Boeing tried, too, but failed.

In fact, there might be a demand for it, butAirlines grew more and more impatient with how much money they spent on transportation, often simply not paying for it. As a result, a tragic circumstance led to the end of the history of the most famous passenger supersonic aircraft.

The collapse of the Concorde in 2000

The only one to date (unlikelythat they will start flying again) the accident of the Concorde occurred on July 25, 2000 - 20 years ago. As a result of the incident, the plane caught fire and fell on the hotel, which was located near the airport.

This is what the only disaster of the Concorde looked like.

The investigation established that the accident was due toa piece of a wheel that remained on the runway after DC-10 takeoff. This piece pierced the wing of the Concorde, which was taking off and as a result of this a fire broke out, the plane “lost” two engines and could no longer provide itself with sufficient thrust in takeoff mode. Although, she still would not have saved, given the fire.

For so many years of work, there was only one disaster with the participation of Concorde, and that was not a constructive miscalculation, but a coincidence

The crash killed 100 passengers, 9crew members and 4 people on the ground. The accident further crippled the already hazy future of the aircraft, and by 2003 the operation of this aircraft finally ceased.

Where are the Concords now

The Concorde was an iconic aircraft that for 23years of operation carried about 4 million passengers around the world and he simply could not retire ingloriously. The last flight for many was, as they say, "with tears in their eyes." Now these planes can only be found in museums and on pedestals.

Even now, few people can enter the Concorde's cockpit, and it was interesting for its time.

A total of 20 Concordes were produced and all of them except twoare located in museums or at special sites.

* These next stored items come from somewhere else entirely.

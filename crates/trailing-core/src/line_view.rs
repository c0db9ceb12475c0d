//! Line classification.
//!
//! A [`LineView`] is a read-only snapshot of one line taken right before it is toggled: whether
//! it already ends with the marker (ignoring trailing whitespace) and where the trimmed text ends.

use crate::marker::Marker;
use crate::utf16;
use regex::Regex;
use std::sync::LazyLock;

static LEADING_WHITESPACE: LazyLock<Regex> =
    LazyLock::new(|| Regex::new(r"^[\s\x{FEFF}]*").expect("valid leading whitespace regex"));

/// Whitespace for trimming purposes: Unicode White_Space plus the byte order mark.
pub(crate) fn is_blank(c: char) -> bool {
    c.is_whitespace() || c == '\u{feff}'
}

/// Snapshot of a single line, classified against a marker.
#[derive(Debug, Clone, PartialEq, Eq)]
pub struct LineView<'a> {
    text: &'a str,
    trimmed: &'a str,
    len: usize,
    trimmed_len: usize,
    has_marker: bool,
}

impl<'a> LineView<'a> {
    /// Classify `text` against `marker`.
    pub fn classify(text: &'a str, marker: &Marker) -> Self {
        let trimmed = text.trim_end_matches(is_blank);
        let len = utf16::len(text);
        let trimmed_len = len - utf16::len(&text[trimmed.len()..]);
        Self {
            text,
            trimmed,
            len,
            trimmed_len,
            has_marker: trimmed.ends_with(marker.as_str()),
        }
    }

    /// Raw line text (without the line terminator).
    pub fn text(&self) -> &'a str {
        self.text
    }

    /// Line text with trailing whitespace removed.
    pub fn trimmed_text(&self) -> &'a str {
        self.trimmed
    }

    /// Whether the trimmed line already ends with the marker.
    pub fn has_marker(&self) -> bool {
        self.has_marker
    }

    /// Length of the raw line in UTF-16 code units (the end-of-line column).
    pub fn len(&self) -> usize {
        self.len
    }

    /// Returns `true` for an empty line.
    pub fn is_empty(&self) -> bool {
        self.len == 0
    }

    /// Column where the trimmed text ends; markers are inserted and removed here.
    pub fn trimmed_end(&self) -> usize {
        self.trimmed_len
    }

    /// Number of trailing whitespace code units.
    pub fn trailing_whitespace(&self) -> usize {
        self.len - self.trimmed_len
    }

    /// Signed trim offset relative to the end of line (`0` or negative).
    pub fn trimmed_delta(&self) -> isize {
        -(self.trailing_whitespace() as isize)
    }

    /// Indentation carried over to a freshly inserted line.
    ///
    /// Matched against the trimmed text, so a whitespace-only line has no indentation.
    pub fn leading_whitespace(&self) -> &'a str {
        LEADING_WHITESPACE
            .find(self.trimmed)
            .map_or("", |m| m.as_str())
    }
}

/// Classify a line against a marker. Shorthand for [`LineView::classify`].
pub fn classify<'a>(text: &'a str, marker: &Marker) -> LineView<'a> {
    LineView::classify(text, marker)
}
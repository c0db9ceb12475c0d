use pretty_assertions::assert_eq;
use serde_json::json;
use trailing_config::SettingsStore;
use trailing_core::{Marker, Position, Selection};
use trailing_host::lsp::{outcome_to_value, selections_from_value};
use trailing_host::{
    CommandRegistry, HostError, MemoryEditor, MemoryWorkspace, TrailingSymbol, run_toggle,
    trailing_definitions,
};

const TOGGLE: &str = "trailing.toggleComma";
const TOGGLE_WITH_NEW_LINE: &str = "trailing.toggleCommaWithNewLine";

fn caret(line: usize, character: usize) -> Selection {
    Selection::caret(Position::new(line, character))
}

fn range(anchor: (usize, usize), active: (usize, usize)) -> Selection {
    Selection::new(
        Position::new(anchor.0, anchor.1),
        Position::new(active.0, active.1),
    )
}

fn workspace(jump_to_symbol: bool) -> MemoryWorkspace {
    let mut workspace = MemoryWorkspace::new();
    workspace
        .settings_mut()
        .set_user("trailing.jumpToSymbol", json!(jump_to_symbol));
    workspace
}

/// Open `text` with `selections`, run `command`, return (text, selections).
fn run(
    workspace: &mut MemoryWorkspace,
    command: &str,
    text: &str,
    selections: Vec<Selection>,
) -> (String, Vec<Selection>) {
    workspace.close_all();
    let index = workspace.open(MemoryEditor::new(text).with_selections(selections));
    CommandRegistry::activate()
        .execute(command, workspace)
        .unwrap();
    let editor = workspace.editor(index).unwrap();
    (editor.text(), editor.document().selections().to_vec())
}

#[test]
fn test_activate_registers_every_definition() {
    let registry = CommandRegistry::activate();
    let ids: Vec<_> = registry.commands().iter().map(|c| c.id.as_str()).collect();
    assert_eq!(ids, vec![TOGGLE, TOGGLE_WITH_NEW_LINE]);
    assert_eq!(registry.commands(), trailing_definitions().as_slice());
}

#[test]
fn test_register_replaces_and_unregister_removes() {
    let mut registry = CommandRegistry::activate();
    registry.register(trailing_host::TrailingCommand::new(TrailingSymbol::Comma, false));
    assert_eq!(registry.commands().len(), 2);

    registry.unregister(TOGGLE);
    assert!(registry.get(TOGGLE).is_none());
    assert!(registry.get(TOGGLE_WITH_NEW_LINE).is_some());
}

#[test]
fn test_add_remove_and_toggle() {
    for jump in [true, false] {
        let mut ws = workspace(jump);

        let (text, selections) = run(&mut ws, TOGGLE, "test", vec![caret(0, 0)]);
        assert_eq!(text, "test,");
        assert_eq!(selections, vec![caret(0, if jump { 5 } else { 0 })]);

        let (text, selections) = run(&mut ws, TOGGLE, "test,", vec![caret(0, 0)]);
        assert_eq!(text, "test");
        assert_eq!(selections, vec![caret(0, if jump { 4 } else { 0 })]);
    }
}

#[test]
fn test_toggle_twice_in_the_same_editor() {
    let mut ws = workspace(true);
    let index = ws.open(MemoryEditor::new("test"));
    let registry = CommandRegistry::activate();

    registry.execute(TOGGLE, &mut ws).unwrap();
    assert_eq!(ws.editor(index).unwrap().text(), "test,");
    assert_eq!(ws.editor(index).unwrap().document().selections(), &[caret(0, 5)]);

    registry.execute(TOGGLE, &mut ws).unwrap();
    assert_eq!(ws.editor(index).unwrap().text(), "test");
    assert_eq!(ws.editor(index).unwrap().document().selections(), &[caret(0, 4)]);
    assert_eq!(ws.editor(index).unwrap().document().version(), 2);
}

#[test]
fn test_cursor_at_end_of_line() {
    let mut ws = workspace(true);
    let (text, selections) = run(&mut ws, TOGGLE, "test", vec![caret(0, 4)]);
    assert_eq!(text, "test,");
    assert_eq!(selections, vec![caret(0, 5)]);

    let (text, selections) = run(&mut ws, TOGGLE, "test,", vec![caret(0, 5)]);
    assert_eq!(text, "test");
    assert_eq!(selections, vec![caret(0, 4)]);

    let mut ws = workspace(false);
    let (_, selections) = run(&mut ws, TOGGLE, "test,", vec![caret(0, 5)]);
    assert_eq!(selections, vec![caret(0, 4)]);
}

#[test]
fn test_line_partially_selected() {
    let mut ws = workspace(false);
    let (text, selections) = run(&mut ws, TOGGLE, "test", vec![range((0, 0), (0, 2))]);
    assert_eq!(text, "test,");
    assert_eq!(selections, vec![range((0, 0), (0, 2))]);

    let (text, selections) = run(&mut ws, TOGGLE, "test,", vec![range((0, 3), (0, 5))]);
    assert_eq!(text, "test");
    assert_eq!(selections, vec![range((0, 3), (0, 4))]);

    let mut ws = workspace(true);
    let (_, selections) = run(&mut ws, TOGGLE, "test", vec![range((0, 0), (0, 2))]);
    assert_eq!(selections, vec![caret(0, 5)]);
}

#[test]
fn test_line_entirely_selected() {
    let mut ws = workspace(false);
    let (text, selections) = run(&mut ws, TOGGLE, "test", vec![range((0, 0), (0, 4))]);
    assert_eq!(text, "test,");
    assert_eq!(selections, vec![range((0, 0), (0, 5))]);

    let (text, selections) = run(&mut ws, TOGGLE, "test,", vec![range((0, 0), (0, 5))]);
    assert_eq!(text, "test");
    assert_eq!(selections, vec![range((0, 0), (0, 4))]);
}

#[test]
fn test_with_new_line_command() {
    let mut ws = workspace(true);
    let (text, selections) = run(
        &mut ws,
        TOGGLE_WITH_NEW_LINE,
        "{\n  \"a\": 1\n  \"b\": 2\n}",
        vec![caret(1, 0), caret(2, 0)],
    );
    assert_eq!(text, "{\n  \"a\": 1,\n  \n  \"b\": 2,\n  \n}");
    assert_eq!(selections, vec![caret(2, 2), caret(4, 2)]);
}

#[test]
fn test_language_override_changes_cursor_placement() {
    let settings = SettingsStore::from_json_str(
        r#"{ "trailing.jumpToSymbol": true, "[json]": { "trailing.jumpToSymbol": false } }"#,
    )
    .unwrap();
    let mut ws = MemoryWorkspace::with_settings(settings);
    let registry = CommandRegistry::activate();

    let plain = ws.open(MemoryEditor::new("a"));
    registry.execute(TOGGLE, &mut ws).unwrap();
    assert_eq!(ws.editor(plain).unwrap().document().selections(), &[caret(0, 2)]);

    let json = ws.open(MemoryEditor::new("a").with_language("json"));
    registry.execute(TOGGLE, &mut ws).unwrap();
    assert_eq!(ws.editor(json).unwrap().document().selections(), &[caret(0, 0)]);
}

#[test]
fn test_no_active_editor_is_a_no_op() {
    let mut ws = workspace(true);
    let outcome = CommandRegistry::activate().execute(TOGGLE, &mut ws).unwrap();
    assert!(outcome.is_none());
}

#[test]
fn test_no_selections_is_a_no_op() {
    let mut ws = workspace(true);
    let index = ws.open(MemoryEditor::new("test").with_selections(Vec::new()));
    let outcome = CommandRegistry::activate().execute(TOGGLE, &mut ws).unwrap();
    assert!(outcome.is_none());
    assert_eq!(ws.editor(index).unwrap().text(), "test");
}

#[test]
fn test_unknown_command() {
    let mut ws = workspace(true);
    let err = CommandRegistry::activate()
        .execute("trailing.toggleSemicolon", &mut ws)
        .unwrap_err();
    assert!(matches!(err, HostError::UnknownCommand(id) if id == "trailing.toggleSemicolon"));
}

#[test]
fn test_missing_setting_fails_fast() {
    let mut ws = MemoryWorkspace::with_settings(SettingsStore::new());
    let index = ws.open(MemoryEditor::new("test"));
    let err = CommandRegistry::activate()
        .execute(TOGGLE, &mut ws)
        .unwrap_err();
    assert!(matches!(err, HostError::Config(_)));
    assert_eq!(ws.editor(index).unwrap().text(), "test");
}

#[test]
fn test_out_of_range_selection_leaves_document_untouched() {
    let mut editor = MemoryEditor::new("a\nb").with_selections(vec![caret(0, 0), caret(7, 0)]);
    let err = run_toggle(
        &mut editor,
        &SettingsStore::with_declared_defaults(),
        Marker::comma(),
        false,
    )
    .unwrap_err();
    assert!(matches!(err, HostError::Toggle(_)));
    assert_eq!(editor.text(), "a\nb");
    assert_eq!(editor.document().version(), 0);
}

#[test]
fn test_outcome_as_lsp_json() {
    let mut editor = MemoryEditor::new("    1").with_selections(vec![caret(0, 0)]);
    let outcome = run_toggle(
        &mut editor,
        &SettingsStore::with_declared_defaults(),
        Marker::comma(),
        true,
    )
    .unwrap()
    .unwrap();

    let value = outcome_to_value(&outcome);
    assert_eq!(
        value,
        json!({
            "edits": [
                {
                    "range": {
                        "start": { "line": 0, "character": 5 },
                        "end": { "line": 0, "character": 5 },
                    },
                    "newText": ",",
                },
                {
                    "range": {
                        "start": { "line": 0, "character": 5 },
                        "end": { "line": 0, "character": 5 },
                    },
                    "newText": "\n    ",
                },
            ],
            "selections": [
                {
                    "anchor": { "line": 1, "character": 4 },
                    "active": { "line": 1, "character": 4 },
                },
            ],
        })
    );
    assert_eq!(selections_from_value(&value["selections"]), vec![caret(1, 4)]);
    assert_eq!(editor.text(), "    1,\n    ");
}
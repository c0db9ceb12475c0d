#![warn(missing_docs)]
//! `trailing-config` - settings for the trailing marker toggle.
//!
//! Settings are flat, dotted keys (`trailing.jumpToSymbol`) resolved through three layers, most
//! specific first:
//!
//! 1. per-language overrides (`"[rust]": { "trailing.jumpToSymbol": false }`)
//! 2. user settings
//! 3. declared defaults (from [`TrailingSettings::default`])
//!
//! Nested objects are accepted too: `{ "trailing": { "jumpToSymbol": false } }` is the same as
//! `{ "trailing.jumpToSymbol": false }`.

mod error;
mod store;

pub use error::ConfigError;
pub use store::{SettingsScope, SettingsStore};

use serde::{Deserialize, Serialize};

/// Configuration section owning every key of this crate.
pub const SECTION: &str = "trailing";

/// Key (inside [`SECTION`]) of the jump-to-symbol switch.
pub const JUMP_TO_SYMBOL: &str = "jumpToSymbol";

/// Resolved settings for one document.
#[derive(Debug, Clone, Copy, PartialEq, Eq, Serialize, Deserialize)]
#[serde(rename_all = "camelCase")]
pub struct TrailingSettings {
    /// Move cursors to the toggled marker (or the opened line) after toggling.
    #[serde(default = "default_true")]
    pub jump_to_symbol: bool,
}

fn default_true() -> bool {
    true
}

impl Default for TrailingSettings {
    fn default() -> Self {
        Self {
            jump_to_symbol: default_true(),
        }
    }
}

/// Fully qualified key (`section.name`).
pub fn qualified_key(name: &str) -> String {
    format!("{SECTION}.{name}")
}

You will not be able to look only at the board, with the serial number 211, which was disassembled for parts for other Concords and board 203, which crashed in Paris.

As for the serial numbers, those thatstart with "0" are prototypes. Pre-production samples start at ”1”. If at the beginning of the number there is a "2", for example, 203, then these are mass-produced cars

Approximately two thirds of the aircraft were in operation before2003 year. Now the "youngest" aircraft is in the Imperial War Museum (Dasford, UK). Its flight time is only 632 hours (from 1971 to 1977). The most "seen" board is in the Museum of Sea, Air and Space Interpeed (New York, USA). This aircraft had flown 23 397 hours between 1976 and 2003.

Concorde at Charles de Gaulle airport. He still wants to fly ...

One of the most famous Concords on display now welcomes travelers at Charles de Gaulle airport in Paris. And the very first Concorde, released on March 2, 1969 under number 001, flew only 812 hours and is in the Aerospace Museum in Le Bourget, France.